* _WHAT NEEDS TO BE DONE_: Please print every record below exactly as it appears.
*** Opening DATASET CONTENT ***
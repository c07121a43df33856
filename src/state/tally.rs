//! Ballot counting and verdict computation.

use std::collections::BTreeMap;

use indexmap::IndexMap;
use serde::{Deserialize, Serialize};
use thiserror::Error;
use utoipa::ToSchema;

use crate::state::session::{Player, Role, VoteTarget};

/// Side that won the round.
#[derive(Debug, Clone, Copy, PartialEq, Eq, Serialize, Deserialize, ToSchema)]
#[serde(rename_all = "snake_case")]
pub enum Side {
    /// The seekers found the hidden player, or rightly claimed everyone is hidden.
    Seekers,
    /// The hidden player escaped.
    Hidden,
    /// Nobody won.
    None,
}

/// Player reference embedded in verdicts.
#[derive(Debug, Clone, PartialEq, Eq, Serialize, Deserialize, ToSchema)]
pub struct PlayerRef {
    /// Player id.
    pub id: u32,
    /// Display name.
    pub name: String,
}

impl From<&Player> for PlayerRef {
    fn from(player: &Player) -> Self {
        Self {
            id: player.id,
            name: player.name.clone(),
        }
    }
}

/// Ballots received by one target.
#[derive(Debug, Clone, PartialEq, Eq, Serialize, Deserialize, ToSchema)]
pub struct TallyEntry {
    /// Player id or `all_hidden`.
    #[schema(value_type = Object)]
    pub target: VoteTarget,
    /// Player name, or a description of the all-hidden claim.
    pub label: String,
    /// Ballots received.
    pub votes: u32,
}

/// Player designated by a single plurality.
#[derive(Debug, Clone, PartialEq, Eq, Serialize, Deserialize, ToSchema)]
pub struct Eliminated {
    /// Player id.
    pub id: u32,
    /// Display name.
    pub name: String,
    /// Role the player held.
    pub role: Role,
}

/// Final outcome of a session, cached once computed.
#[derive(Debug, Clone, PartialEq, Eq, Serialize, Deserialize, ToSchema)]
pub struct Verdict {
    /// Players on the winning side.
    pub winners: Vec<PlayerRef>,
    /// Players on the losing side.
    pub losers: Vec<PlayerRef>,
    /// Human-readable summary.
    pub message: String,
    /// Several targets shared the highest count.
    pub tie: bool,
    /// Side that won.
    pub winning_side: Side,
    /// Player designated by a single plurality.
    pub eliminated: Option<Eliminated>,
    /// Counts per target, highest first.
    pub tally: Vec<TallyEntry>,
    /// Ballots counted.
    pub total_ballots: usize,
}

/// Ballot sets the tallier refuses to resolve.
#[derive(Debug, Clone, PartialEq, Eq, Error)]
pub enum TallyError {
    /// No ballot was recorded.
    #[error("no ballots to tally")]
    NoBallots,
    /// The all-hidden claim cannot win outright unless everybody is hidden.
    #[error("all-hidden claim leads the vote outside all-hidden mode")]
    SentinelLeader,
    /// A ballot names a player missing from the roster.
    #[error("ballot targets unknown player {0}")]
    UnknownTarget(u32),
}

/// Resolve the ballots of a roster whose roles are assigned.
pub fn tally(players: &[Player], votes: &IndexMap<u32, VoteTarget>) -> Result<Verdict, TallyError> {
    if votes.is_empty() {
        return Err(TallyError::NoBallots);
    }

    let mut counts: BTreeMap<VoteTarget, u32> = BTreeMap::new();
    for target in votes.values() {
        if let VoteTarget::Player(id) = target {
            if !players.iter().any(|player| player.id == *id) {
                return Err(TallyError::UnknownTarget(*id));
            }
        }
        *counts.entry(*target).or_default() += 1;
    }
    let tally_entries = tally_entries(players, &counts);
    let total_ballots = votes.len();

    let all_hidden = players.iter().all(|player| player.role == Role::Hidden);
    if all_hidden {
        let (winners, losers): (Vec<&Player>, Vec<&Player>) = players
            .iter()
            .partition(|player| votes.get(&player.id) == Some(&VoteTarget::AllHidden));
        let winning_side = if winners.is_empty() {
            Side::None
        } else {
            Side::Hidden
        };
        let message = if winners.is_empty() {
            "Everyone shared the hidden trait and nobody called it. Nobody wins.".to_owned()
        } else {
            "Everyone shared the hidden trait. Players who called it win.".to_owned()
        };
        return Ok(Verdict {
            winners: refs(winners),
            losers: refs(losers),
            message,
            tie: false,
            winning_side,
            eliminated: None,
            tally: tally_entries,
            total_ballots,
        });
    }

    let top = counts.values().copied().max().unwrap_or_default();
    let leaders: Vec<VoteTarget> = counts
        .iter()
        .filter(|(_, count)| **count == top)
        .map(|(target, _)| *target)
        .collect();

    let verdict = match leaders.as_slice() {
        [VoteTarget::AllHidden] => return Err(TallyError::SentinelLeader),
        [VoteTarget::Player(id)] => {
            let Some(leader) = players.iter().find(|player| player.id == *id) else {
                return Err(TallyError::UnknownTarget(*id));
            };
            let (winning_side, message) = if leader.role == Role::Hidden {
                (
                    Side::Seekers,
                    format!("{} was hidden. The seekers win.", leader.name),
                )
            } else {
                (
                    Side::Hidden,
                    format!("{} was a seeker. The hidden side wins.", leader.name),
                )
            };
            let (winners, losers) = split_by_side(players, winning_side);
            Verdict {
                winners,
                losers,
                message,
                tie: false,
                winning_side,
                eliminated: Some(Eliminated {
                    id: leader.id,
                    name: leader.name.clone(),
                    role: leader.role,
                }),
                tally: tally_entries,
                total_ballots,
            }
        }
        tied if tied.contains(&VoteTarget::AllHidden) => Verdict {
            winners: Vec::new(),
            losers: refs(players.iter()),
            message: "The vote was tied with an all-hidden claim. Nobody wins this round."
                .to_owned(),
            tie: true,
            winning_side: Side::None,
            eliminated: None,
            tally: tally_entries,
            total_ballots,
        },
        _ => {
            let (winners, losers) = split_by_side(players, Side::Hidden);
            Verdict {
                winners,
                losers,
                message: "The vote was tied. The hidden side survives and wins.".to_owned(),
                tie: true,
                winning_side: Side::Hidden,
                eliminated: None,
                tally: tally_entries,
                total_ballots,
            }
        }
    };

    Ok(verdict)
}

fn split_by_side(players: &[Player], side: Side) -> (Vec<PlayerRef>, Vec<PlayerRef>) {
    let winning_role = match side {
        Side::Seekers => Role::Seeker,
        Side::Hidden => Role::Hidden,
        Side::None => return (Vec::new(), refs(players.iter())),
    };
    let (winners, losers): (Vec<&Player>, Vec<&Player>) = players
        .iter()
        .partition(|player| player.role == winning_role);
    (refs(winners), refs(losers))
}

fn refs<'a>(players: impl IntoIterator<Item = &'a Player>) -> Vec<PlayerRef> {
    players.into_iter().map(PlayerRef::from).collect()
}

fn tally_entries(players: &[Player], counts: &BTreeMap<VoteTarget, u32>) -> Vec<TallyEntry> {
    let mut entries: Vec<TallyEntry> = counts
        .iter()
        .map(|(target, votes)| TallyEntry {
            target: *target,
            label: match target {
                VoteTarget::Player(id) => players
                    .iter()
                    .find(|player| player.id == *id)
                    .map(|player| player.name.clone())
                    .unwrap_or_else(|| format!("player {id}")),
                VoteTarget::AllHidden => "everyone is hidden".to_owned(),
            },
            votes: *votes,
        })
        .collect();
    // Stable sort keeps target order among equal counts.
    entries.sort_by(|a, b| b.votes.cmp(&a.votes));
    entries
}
*** Closing DATASET CONTENT ***
* _OUTPUT FOR THIS TASK_:
repository c07121a43df33856
filename src/state/tally.rs
//! Ballot counting and verdict computation.

use std::collections::BTreeMap;

use indexmap::IndexMap;
use serde::{Deserialize, Serialize};
use thiserror::Error;
use utoipa::ToSchema;

use crate::state::session::{Player, Role, VoteTarget};

/// Side that won the round.
#[derive(Debug, Clone, Copy, PartialEq, Eq, Serialize, Deserialize, ToSchema)]
#[serde(rename_all = "snake_case")]
pub enum Side {
    /// The seekers found the hidden player, or rightly claimed everyone is hidden.
    Seekers,
    /// The hidden player escaped.
    Hidden,
    /// Nobody won.
    None,
}

/// Player reference embedded in verdicts.
#[derive(Debug, Clone, PartialEq, Eq, Serialize, Deserialize, ToSchema)]
pub struct PlayerRef {
    /// Player id.
    pub id: u32,
    /// Display name.
    pub name: String,
}

impl From<&Player> for PlayerRef {
    fn from(player: &Player) -> Self {
        Self {
            id: player.id,
            name: player.name.clone(),
        }
    }
}

/// Ballots received by one target.
#[derive(Debug, Clone, PartialEq, Eq, Serialize, Deserialize, ToSchema)]
pub struct TallyEntry {
    /// Player id or `all_hidden`.
    #[schema(value_type = Object)]
    pub target: VoteTarget,
    /// Player name, or a description of the all-hidden claim.
    pub label: String,
    /// Ballots received.
    pub votes: u32,
}

/// Player designated by a single plurality.
#[derive(Debug, Clone, PartialEq, Eq, Serialize, Deserialize, ToSchema)]
pub struct Eliminated {
    /// Player id.
    pub id: u32,
    /// Display name.
    pub name: String,
    /// Role the player held.
    pub role: Role,
}

/// Final outcome of a session, cached once computed.
#[derive(Debug, Clone, PartialEq, Eq, Serialize, Deserialize, ToSchema)]
pub struct Verdict {
    /// Players on the winning side.
    pub winners: Vec<PlayerRef>,
    /// Players on the losing side.
    pub losers: Vec<PlayerRef>,
    /// Human-readable summary.
    pub message: String,
    /// Several targets shared the highest count.
    pub tie: bool,
    /// Side that won.
    pub winning_side: Side,
    /// Player designated by a single plurality.
    pub eliminated: Option<Eliminated>,
    /// Counts per target, highest first.
    pub tally: Vec<TallyEntry>,
    /// Ballots counted.
    pub total_ballots: usize,
}

/// Ballot sets the tallier refuses to resolve.
#[derive(Debug, Clone, PartialEq, Eq, Error)]
pub enum TallyError {
    /// No ballot was recorded.
    #[error("no ballots to tally")]
    NoBallots,
    /// The all-hidden claim cannot win outright unless everybody is hidden.
    #[error("all-hidden claim leads the vote outside all-hidden mode")]
    SentinelLeader,
    /// A ballot names a player missing from the roster.
    #[error("ballot targets unknown player {0}")]
    UnknownTarget(u32),
}

/// Resolve the ballots of a roster whose roles are assigned.
pub fn tally(players: &[Player], votes: &IndexMap<u32, VoteTarget>) -> Result<Verdict, TallyError> {
    if votes.is_empty() {
        return Err(TallyError::NoBallots);
    }

    let mut counts: BTreeMap<VoteTarget, u32> = BTreeMap::new();
    for target in votes.values() {
        if let VoteTarget::Player(id) = target {
            if !players.iter().any(|player| player.id == *id) {
                return Err(TallyError::UnknownTarget(*id));
            }
        }
        *counts.entry(*target).or_default() += 1;
    }
    let tally_entries = tally_entries(players, &counts);
    let total_ballots = votes.len();

    let all_hidden = players.iter().all(|player| player.role == Role::Hidden);
    if all_hidden {
        let (winners, losers): (Vec<&Player>, Vec<&Player>) = players
            .iter()
            .partition(|player| votes.get(&player.id) == Some(&VoteTarget::AllHidden));
        let winning_side = if winners.is_empty() {
            Side::None
        } else {
            Side::Hidden
        };
        let message = if winners.is_empty() {
            "Everyone shared the hidden trait and nobody called it. Nobody wins.".to_owned()
        } else {
            "Everyone shared the hidden trait. Players who called it win.".to_owned()
        };
        return Ok(Verdict {
            winners: refs(winners),
            losers: refs(losers),
            message,
            tie: false,
            winning_side,
            eliminated: None,
            tally: tally_entries,
            total_ballots,
        });
    }

    let top = counts.values().copied().max().unwrap_or_default();
    let leaders: Vec<VoteTarget> = counts
        .iter()
        .filter(|(_, count)| **count == top)
        .map(|(target, _)| *target)
        .collect();

    let verdict = match leaders.as_slice() {
        [VoteTarget::AllHidden] => return Err(TallyError::SentinelLeader),
        [VoteTarget::Player(id)] => {
            let Some(leader) = players.iter().find(|player| player.id == *id) else {
                return Err(TallyError::UnknownTarget(*id));
            };
            let (winning_side, message) = if leader.role == Role::Hidden {
                (
                    Side::Seekers,
                    format!("{} was hidden. The seekers win.", leader.name),
                )
            } else {
                (
                    Side::Hidden,
                    format!("{} was a seeker. The hidden side wins.", leader.name),
                )
            };
            let (winners, losers) = split_by_side(players, winning_side);
            Verdict {
                winners,
                losers,
                message,
                tie: false,
                winning_side,
                eliminated: Some(Eliminated {
                    id: leader.id,
                    name: leader.name.clone(),
                    role: leader.role,
                }),
                tally: tally_entries,
                total_ballots,
            }
        }
        tied if tied.contains(&VoteTarget::AllHidden) => Verdict {
            winners: Vec::new(),
            losers: refs(players.iter()),
            message: "The vote was tied with an all-hidden claim. Nobody wins this round."
                .to_owned(),
            tie: true,
            winning_side: Side::None,
            eliminated: None,
            tally: tally_entries,
            total_ballots,
        },
        _ => {
            let (winners, losers) = split_by_side(players, Side::Hidden);
            Verdict {
                winners,
                losers,
                message: "The vote was tied. The hidden side survives and wins.".to_owned(),
                tie: true,
                winning_side: Side::Hidden,
                eliminated: None,
                tally: tally_entries,
                total_ballots,
            }
        }
    };

    Ok(verdict)
}

fn split_by_side(players: &[Player], side: Side) -> (Vec<PlayerRef>, Vec<PlayerRef>) {
    let winning_role = match side {
        Side::Seekers => Role::Seeker,
        Side::Hidden => Role::Hidden,
        Side::None => return (Vec::new(), refs(players.iter())),
    };
    let (winners, losers): (Vec<&Player>, Vec<&Player>) = players
        .iter()
        .partition(|player| player.role == winning_role);
    (refs(winners), refs(losers))
}

fn refs<'a>(players: impl IntoIterator<Item = &'a Player>) -> Vec<PlayerRef> {
    players.into_iter().map(PlayerRef::from).collect()
}

fn tally_entries(players: &[Player], counts: &BTreeMap<VoteTarget, u32>) -> Vec<TallyEntry> {
    let mut entries: Vec<TallyEntry> = counts
        .iter()
        .map(|(target, votes)| TallyEntry {
            target: *target,
            label: match target {
                VoteTarget::Player(id) => players
                    .iter()
                    .find(|player| player.id == *id)
                    .map(|player| player.name.clone())
                    .unwrap_or_else(|| format!("player {id}")),
                VoteTarget::AllHidden => "everyone is hidden".to_owned(),
            },
            votes: *votes,
        })
        .collect();
    // Stable sort keeps target order among equal counts.
    entries.sort_by(|a, b| b.votes.cmp(&a.votes));
    entries
}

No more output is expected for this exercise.